Rafa Alvarez

Ilustración de Rafa Álvarez.

Debería ser un propósito en muchas de nuestras relaciones interpersonales el tratar de comprender a los demás. Detenernos para analizar o entender por qué las personas con las que vivimos o trabajamos hablan o actúan de una determinada manera, antes de juzgarlas o favorecer el nacimiento o prolongación de un conflicto, una desavenencia o una enemistad. Quizá tendríamos que poner esa consigna al lado de las peticiones al árbol de navidad o entre nuestros empeños del año que comienza.

Comprender a otro ser humano requiere disposición y voluntad. Disposición para albergar en nuestra alma y en nuestra mente a otro ser humano con sus particularidades, su temperamento, sus ideas y convicciones. Es decir, permitir que seres diferentes entren a nuestras fronteras sin que por ello nos sintamos amenazados o débiles. La disposición es un acto profundo de buscar empatía, de tejer vínculos, de percibir en el semejante una hermandad de espíritu. Porque nos reconocemos en el otro, llámese familiar, colega o amigo, es que estamos dispuestos a tratar de comprenderlo. Digamos que por más extraño o diferente que sea, siempre habrá algunos rasgos comunes a partir de los cuales es posible desplegar el afecto, la confianza o determinado tipo de vínculo social.

Lo segundo, decíamos, es la voluntad. Porque para comprender a otra persona se requiere el esfuerzo de nuestro entendimiento, de nuestras emociones, si queremos domeñar la inmediatez de lo que no nos gusta o a simple vista nos parece detestable. Sin voluntad de comprensión, sin esa fuerza de nuestro carácter, el prójimo será siempre visto como una amenaza o como algo que merece nuestra repulsión o nuestro vituperio. Comprender es, entonces, una meta que demanda esfuerzo moral. Presupone tiempo y una concentración de nuestra atención para percibir las minucias, los matices, los detalles con que otros individuos se comportan o expresan sus sentimientos. Al darle a nuestra voluntad ese norte, muy seguramente descubriremos que las personas actúan así por una causa razonable o tienen motivos justificados, inadvertidos si solo los miramos desde el juicio apresurado.

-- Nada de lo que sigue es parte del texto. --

use matrixflow_api_models::{ActivityLog, Page};
use matrixflow_core::{ActivityTotals, DateRange, PageRequest, UsageEntry};
use serde::Serialize;

use crate::cli::{ActivityArgs, OutputFormat};
use crate::client::{AppContext, CliResult, read_json, require_id, send};
use crate::output::render_activity;

/// Activity page plus the roll-up computed over its rows.
#[derive(Debug, Serialize)]
#[serde(rename_all = "camelCase")]
pub(crate) struct ActivityView<'a> {
    pub(crate) device_id: &'a str,
    pub(crate) range: DateRange,
    pub(crate) items: &'a [ActivityLog],
    pub(crate) total: u64,
    pub(crate) page: u32,
    pub(crate) limit: u32,
    pub(crate) totals: ActivitySummary,
}

#[derive(Debug, Serialize)]
#[serde(rename_all = "camelCase")]
pub(crate) struct ActivitySummary {
    pub(crate) days: usize,
    pub(crate) active_seconds: u64,
    pub(crate) idle_seconds: u64,
    pub(crate) active_ratio: Option<f64>,
    pub(crate) top_apps: Vec<UsageEntry>,
    pub(crate) top_titles: Vec<UsageEntry>,
}

impl ActivitySummary {
    pub(crate) fn from_logs(logs: &[ActivityLog], top: usize) -> Self {
        let totals = ActivityTotals::from_rows(logs);
        Self {
            days: totals.rows,
            active_seconds: totals.active_seconds,
            idle_seconds: totals.idle_seconds,
            active_ratio: totals.active_ratio(),
            top_apps: totals.top_apps(top),
            top_titles: totals.top_titles(top),
        }
    }
}

pub(crate) async fn fetch_activity(
    ctx: &AppContext,
    device_id: &str,
    range: &DateRange,
    page: &PageRequest,
) -> CliResult<Page<ActivityLog>> {
    let mut url = ctx.endpoint(&["api", "devices", device_id, "activity"])?;
    {
        let mut pairs = url.query_pairs_mut();
        for (key, value) in range.query_pairs().into_iter().chain(page.query_pairs()) {
            pairs.append_pair(key, &value);
        }
    }
    let response = send(
        ctx.authorized(ctx.client.get(url))?,
        "/api/devices/{id}/activity",
    )
    .await?;
    read_json(response, "activity logs").await
}

pub(crate) async fn handle_activity(
    ctx: &AppContext,
    args: ActivityArgs,
    output: OutputFormat,
) -> CliResult<()> {
    let device_id = require_id("device id", &args.device)?;
    let range = DateRange::parse(args.from.as_deref(), args.to.as_deref())?;
    let page = PageRequest::new(args.page, args.limit)?;

    let logs = fetch_activity(ctx, device_id, &range, &page).await?;
    let view = ActivityView {
        device_id,
        range,
        items: &logs.items,
        total: logs.total,
        page: logs.page,
        limit: logs.limit,
        totals: ActivitySummary::from_logs(&logs.items, args.top),
    };
    render_activity(&view, output)
}
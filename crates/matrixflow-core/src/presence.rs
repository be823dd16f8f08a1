//! Heartbeat-based presence classification.
//!
//! # Design
//! - A device reports two independent liveness signals: the desktop client and
//!   the background service. Each is classified on its own.
//! - Verdicts are a pure function of `(now, last heartbeat, configured delay)`.
//!   Nothing is cached; callers recompute on every render or poll.
//! - Missing or unparsable timestamps read as offline, never as an error.
//! - The grace windows are asymmetric: 1.5x the configured delay for the client
//!   and 2.5x for the service, whose cadence is looser.

use std::fmt::{self, Display, Formatter};

use chrono::{DateTime, NaiveDate, NaiveDateTime, Utc};
use serde::{Deserialize, Serialize};

/// Heartbeat delay applied when the backend does not supply one.
pub const DEFAULT_HEARTBEAT_DELAY_SECS: u64 = 60;

/// Client grace window in milliseconds per configured delay second (1.5x).
pub const CLIENT_GRACE_MS_PER_SEC: i64 = 1_500;

/// Service grace window in milliseconds per configured delay second (2.5x).
pub const SERVICE_GRACE_MS_PER_SEC: i64 = 2_500;

const OFFSET_FORMATS: [&str; 2] = ["%Y-%m-%dT%H:%M:%S%.f%z", "%Y-%m-%d %H:%M:%S%.f%z"];
const NAIVE_FORMATS: [&str; 2] = ["%Y-%m-%dT%H:%M:%S%.f", "%Y-%m-%d %H:%M:%S%.f"];
const DATE_FORMAT: &str = "%Y-%m-%d";

/// Online/offline verdict for one process on a device.
#[derive(Debug, Clone, Copy, PartialEq, Eq, Hash, Serialize, Deserialize)]
#[serde(rename_all = "lowercase")]
pub enum Presence {
    /// Heartbeat observed inside the grace window.
    Online,
    /// Heartbeat missing, unreadable, or older than the grace window.
    Offline,
}

impl Presence {
    /// Stable lowercase label.
    #[must_use]
    pub const fn as_str(self) -> &'static str {
        match self {
            Self::Online => "online",
            Self::Offline => "offline",
        }
    }

    /// Convenience predicate for filters and tallies.
    #[must_use]
    pub const fn is_online(self) -> bool {
        matches!(self, Self::Online)
    }
}

impl Display for Presence {
    fn fmt(&self, formatter: &mut Formatter<'_>) -> fmt::Result {
        formatter.pad(self.as_str())
    }
}

/// Heartbeat delay thresholds, in seconds, as configured on the backend.
#[derive(Debug, Clone, Copy, PartialEq, Eq, Serialize, Deserialize)]
pub struct PresenceConfig {
    /// Expected interval between client heartbeats.
    pub client_heartbeat_delay_secs: u64,
    /// Expected interval between service heartbeats.
    pub service_heartbeat_delay_secs: u64,
}

impl Default for PresenceConfig {
    fn default() -> Self {
        Self {
            client_heartbeat_delay_secs: DEFAULT_HEARTBEAT_DELAY_SECS,
            service_heartbeat_delay_secs: DEFAULT_HEARTBEAT_DELAY_SECS,
        }
    }
}

/// Presence verdicts for both processes of a device.
#[derive(Debug, Clone, Copy, PartialEq, Eq, Serialize, Deserialize)]
#[serde(rename_all = "camelCase")]
pub struct DeviceStatuses {
    /// Verdict for the desktop client process.
    pub client_status: Presence,
    /// Verdict for the background service process.
    pub service_status: Presence,
}

/// Raw last-heartbeat timestamps as received from the backend.
#[derive(Debug, Clone, Copy, Default, PartialEq, Eq)]
pub struct HeartbeatRecord<'a> {
    /// Last time the client process reported in.
    pub last_client_heartbeat: Option<&'a str>,
    /// Last time the background service reported in.
    pub last_service_heartbeat: Option<&'a str>,
}

impl HeartbeatRecord<'_> {
    /// Classify both heartbeats against `config` at instant `now`.
    #[must_use]
    pub fn statuses(&self, now: DateTime<Utc>, config: &PresenceConfig) -> DeviceStatuses {
        device_statuses(
            now,
            self.last_client_heartbeat,
            self.last_service_heartbeat,
            config,
        )
    }
}

/// Classify a device's client and service heartbeats.
#[must_use]
pub fn device_statuses(
    now: DateTime<Utc>,
    last_client_heartbeat: Option<&str>,
    last_service_heartbeat: Option<&str>,
    config: &PresenceConfig,
) -> DeviceStatuses {
    DeviceStatuses {
        client_status: classify(
            now,
            last_client_heartbeat.and_then(parse_heartbeat),
            config.client_heartbeat_delay_secs,
            CLIENT_GRACE_MS_PER_SEC,
        ),
        service_status: classify(
            now,
            last_service_heartbeat.and_then(parse_heartbeat),
            config.service_heartbeat_delay_secs,
            SERVICE_GRACE_MS_PER_SEC,
        ),
    }
}

/// Compare one heartbeat against its grace window.
///
/// The window is `delay_secs * grace_ms_per_sec` milliseconds and is inclusive.
/// Heartbeats stamped in the future count as online.
#[must_use]
pub fn classify(
    now: DateTime<Utc>,
    heartbeat: Option<DateTime<Utc>>,
    delay_secs: u64,
    grace_ms_per_sec: i64,
) -> Presence {
    let Some(heartbeat) = heartbeat else {
        return Presence::Offline;
    };
    let elapsed_ms = now.signed_duration_since(heartbeat).num_milliseconds();
    let window_ms = i64::try_from(delay_secs)
        .unwrap_or(i64::MAX)
        .saturating_mul(grace_ms_per_sec);
    if elapsed_ms <= window_ms {
        Presence::Online
    } else {
        Presence::Offline
    }
}

/// Parse an ISO-8601 heartbeat timestamp.
///
/// Offsets are honoured, with or without a colon; timestamps without one are
/// taken as UTC and a bare date as UTC midnight. Returns `None` for blank or
/// unreadable input.
#[must_use]
pub fn parse_heartbeat(raw: &str) -> Option<DateTime<Utc>> {
    let trimmed = raw.trim();
    if trimmed.is_empty() {
        return None;
    }
    if let Ok(parsed) = DateTime::parse_from_rfc3339(trimmed) {
        return Some(parsed.with_timezone(&Utc));
    }
    if let Some(parsed) = OFFSET_FORMATS
        .iter()
        .find_map(|format| DateTime::parse_from_str(trimmed, format).ok())
    {
        return Some(parsed.with_timezone(&Utc));
    }
    NAIVE_FORMATS
        .iter()
        .find_map(|format| NaiveDateTime::parse_from_str(trimmed, format).ok())
        .or_else(|| {
            NaiveDate::parse_from_str(trimmed, DATE_FORMAT)
                .ok()
                .and_then(|date| date.and_hms_opt(0, 0, 0))
        })
        .map(|naive| naive.and_utc())
}

/// Running count of online processes across a set of devices.
#[derive(Debug, Clone, Copy, Default, PartialEq, Eq, Serialize)]
#[serde(rename_all = "camelCase")]
pub struct PresenceTally {
    /// Devices recorded.
    pub total: u64,
    /// Devices whose client is online.
    pub client_online: u64,
    /// Devices whose service is online.
    pub service_online: u64,
}

impl PresenceTally {
    /// Add one device's verdicts.
    pub const fn record(&mut self, statuses: DeviceStatuses) {
        self.total += 1;
        if statuses.client_status.is_online() {
            self.client_online += 1;
        }
        if statuses.service_status.is_online() {
            self.service_online += 1;
        }
    }

    /// Devices whose client is offline.
    #[must_use]
    pub const fn client_offline(&self) -> u64 {
        self.total - self.client_online
    }
}

impl FromIterator<DeviceStatuses> for PresenceTally {
    fn from_iter<I: IntoIterator<Item = DeviceStatuses>>(iter: I) -> Self {
        let mut tally = Self::default();
        for statuses in iter {
            tally.record(statuses);
        }
        tally
    }
}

Pero, además de eso, la comprensión presupone un resguardar la agresión, la ofensa o la descortesía. Quien busca comprender procura por todos los medios dejar a un lado el sarcasmo, la ironía burlona o el comentario venenoso. La comprensión nos impone dejar de ser groseros con el semejante, nos obliga a pensar muy bien lo que vamos a decir o replicar. En este sentido, la comprensión es un ejercicio del cuidado de la palabra y de los gestos denigrantes. Si uno ansía comprender a otro ser humano menos serán sus injurias, reducidas serán sus habladurías y nulas las difamaciones sobre dicha persona. La comprensión pone límites a la lengua y nos obliga a tener prudencia, a desarrollar el tacto para guardar silencio o la amabilidad suficiente ante situaciones hostiles.

Existen demasiados motivos o causas que nos llevan a comprender el comportamiento de otra persona. A veces son las marcas de crianza o de ambiente, la misma educación que ha tenido, las peripecias por las que ha pasado, las marcas que la vida le ha impuesto en cada una de sus experiencias, el conjunto de ideas que rigen su existencia, su credo religioso o sus convicciones políticas… todo eso confluye y configura una personalidad. Y es tan variado ese capital cultural, tiene tantas tonalidades, que es muy difícil comprender a alguien en unos minutos o en contados días. Hay que convivir, dejarse habitar, compartir un camino, para conocer un poco a otra persona y entender su fisonomía íntima, la cartografía que lo funda y lo define.

De allí que sea tan importante para comprender a alguien darle cabida a la escucha. Sin esa actitud, la comprensión es imposible. Escuchar es darle importancia al otro, dignificar su historia, considerar valiosa su presencia en nuestro mundo. La escucha empática, esa que nos permite atravesar las vallas de lo público, es una de las acciones que más contribuye a que nuestros prejuicios o nuestros miedos dejen de ser infundados y podamos entrar en relación con otros de manera más espontánea y en franca concordia. La escucha, por lo mismo, acrecienta la comprensión y contribuye de manera rotunda a enriquecer nuestra sabiduría.

Roguemos para que cada día aumente el caudal de nuestra comprensión sobre los seres que nos rodean, insistamos en anteponer la lentitud de la comprensión a la rapidez de nuestros odios, esforcémonos para hallar en las personas diferentes a nosotros un motivo de enriquecimiento y no una causa para empobrecernos con nuestra intransigencia.